Dans son ouvrage, Les Juifs, Roger Peyrefitte le décrit ainsi[16]: Cette nuit, il [Asher][17] avait rêvé également de son maître en judaïsme, le grand rabbin Rubinstein, dont la barbe blanche, la sagesse et l'éloquence étaient l'ornement de la synagogue de la rue Pavée.

Il est mentionné par Ruth Blau[18] de Netourei Karta dans son ouvrage: Les Gardiens de la Cité[19]. C'est lui qui préside à sa conversion orthodoxe au judaïsme[20],[21]:Mon fils[22] et moi-même fûmes confirmés comme prosélytes par un rabbin orthodoxe, le rabbin Rubinstein de la synagogue de la rue Pavée. Nous reçûmes un certificat de conversion validant notre admission dans la communauté juive en 1951.

Si la Rue Pavée était la Synagogue où on le trouvait quotidiennement, de fait, il était aussi considéré comme le rabbin de différents Shtieblech du Pletzl.

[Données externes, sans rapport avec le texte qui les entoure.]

//! Configuration for imshelf-core.
//!
//! Hosts build one [`ShelfConfig`] at startup from their own preference
//! store and hand it to the registry; the pipeline and admission guard take
//! their knobs from it.

use std::time::Duration;

use serde::{Deserialize, Serialize};
use thiserror::Error;

/// Knobs for the open/close core.
#[derive(Debug, Clone, Serialize, Deserialize)]
pub struct ShelfConfig {
    /// Resolve duplicate cite keys automatically instead of warning.
    pub resolve_duplicate_keys: bool,
    /// Exporter/parser-variant hint handed to the loader.
    pub bibtex_source: String,
    /// Fallback character encoding for sources without their own.
    pub bibtex_encoding: String,
    /// Parse attempts per open before reporting failure.
    pub max_open_attempts: u32,
    /// Lock-marker negotiation settings.
    pub lock: LockConfig,
}

impl Default for ShelfConfig {
    fn default() -> Self {
        Self {
            resolve_duplicate_keys: false,
            bibtex_source: "bibtex".to_string(),
            bibtex_encoding: "UTF-8".to_string(),
            max_open_attempts: 5,
            lock: LockConfig::default(),
        }
    }
}

/// Lock-marker negotiation settings.
#[derive(Debug, Clone, Serialize, Deserialize)]
pub struct LockConfig {
    /// A lock older than this is stale and may be offered for breaking.
    pub critical_age_secs: u64,
    /// How many times to poll a fresh lock before rejecting.
    pub wait_retries: u32,
    /// Pause between lock polls, in milliseconds.
    pub poll_interval_ms: u64,
}

impl Default for LockConfig {
    fn default() -> Self {
        Self {
            critical_age_secs: 60,
            wait_retries: 10,
            poll_interval_ms: 500,
        }
    }
}

impl LockConfig {
    pub fn critical_age(&self) -> Duration {
        Duration::from_secs(self.critical_age_secs)
    }

    pub fn poll_interval(&self) -> Duration {
        Duration::from_millis(self.poll_interval_ms)
    }
}

impl ShelfConfig {
    /// Create a new configuration with defaults.
    pub fn new() -> Self {
        Self::default()
    }

    /// Load configuration from a JSON string.
    pub fn from_json(json_str: &str) -> Result<Self, serde_json::Error> {
        serde_json::from_str(json_str)
    }

    /// Serialize configuration to JSON.
    pub fn to_json(&self) -> Result<String, serde_json::Error> {
        serde_json::to_string_pretty(self)
    }

    /// Validate configuration values.
    pub fn validate(&self) -> Result<(), ConfigError> {
        if self.max_open_attempts == 0 {
            return Err(ConfigError::OutOfRange(
                "max_open_attempts must be at least 1".to_string(),
            ));
        }
        if self.lock.wait_retries == 0 {
            return Err(ConfigError::OutOfRange(
                "lock.wait_retries must be at least 1".to_string(),
            ));
        }
        if self.lock.poll_interval_ms == 0 {
            return Err(ConfigError::OutOfRange(
                "lock.poll_interval_ms must be positive".to_string(),
            ));
        }
        if self.bibtex_encoding.trim().is_empty() {
            return Err(ConfigError::MissingField("bibtex_encoding".to_string()));
        }
        Ok(())
    }
}

/// Configuration validation error.
#[derive(Error, Debug, Clone)]
pub enum ConfigError {
    /// Value is out of valid range
    #[error("Value out of range: {0}")]
    OutOfRange(String),
    /// Required field is missing or empty
    #[error("Missing field: {0}")]
    MissingField(String),
}

#[cfg(test)]
mod tests {
    use super::*;

    #[test]
    fn test_default_config() {
        let config = ShelfConfig::default();
        assert!(config.validate().is_ok());
        assert_eq!(config.max_open_attempts, 5);
        assert_eq!(config.lock.wait_retries, 10);
    }

    #[test]
    fn test_json_round_trip() {
        let config = ShelfConfig::default();
        let json = config.to_json().unwrap();
        let parsed = ShelfConfig::from_json(&json).unwrap();
        assert_eq!(config.bibtex_encoding, parsed.bibtex_encoding);
        assert_eq!(config.lock.critical_age_secs, parsed.lock.critical_age_secs);
    }

    #[test]
    fn test_zero_attempts_rejected() {
        let mut config = ShelfConfig::default();
        config.max_open_attempts = 0;
        assert!(config.validate().is_err());
    }

    #[test]
    fn test_empty_encoding_rejected() {
        let mut config = ShelfConfig::default();
        config.bibtex_encoding = "  ".to_string();
        assert!(config.validate().is_err());
    }
}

La grand-mère maternelle de Richard Prasquier, ancien président du Conseil représentatif des institutions juives de France (CRIF), Yohevet Zylberberg, avait épousé, en secondes noces, le rabbin Rubinstein en 1958[23],[24]. Le docteur Prasquier note que sa grand-mère avait épousé : le célèbre rabbin de la rue Pavée. La seconde Rebbetzin Rubinstein est la fille de David Shlomo Abarbanel et de Perla Miyam née Rabinowicz, morts pendant la Shoah. Elle descend des grands maîtres du hassidisme : le Yehoudi Hakadoch de Pchis'ha et de Mena'hem Mendel de Riminov. Le jeune frère de Yochevet, Samuel, est abattu par les nazis[25].

À son décès, dans la synagogue de la rue Pavée, dont la première rangée de bancs avait été enlevée pour l'occasion, des éloges funèbres furent prononcés pour le rabbin Rubinstein, en yiddish, la langue qu'il préférait, et en français par le rabbin David Feuerwerker, en présence d'une foule considérable. Parmi les rabbins consistoriaux présents ce jour-la se trouvait le Grand Rabbin Ernest Gugenheim (1916-1977)[26]. Son successeur fut le grand-rabbin Chaim Yaakov Rottenberg, d'Anvers, dont le fils, le rabbin Mordechai Rottenberg est l'actuel rabbin de la synagogue de la Rue Pavée.

Le rabbin Rubinstein avait une fille, Tania Klutstein[27], active dans la Résistance à Nice et à Lyon[28].

Les petits-enfants du grand-rabbin Rubinstein vivent en Israël : Rafi (Raphaël) Shimoni vit avec sa famille à Tel-Aviv, où il est ingénieur, directeur de service, dans l'industrie aéronautique israélienne (Israel Aerospace Industries); le Dr Marc Klutstein est cardiologue au Centre Médical Shaare Zedek (Jérusalem); et Evy Kuppershmidt dirige une entreprise de consultants.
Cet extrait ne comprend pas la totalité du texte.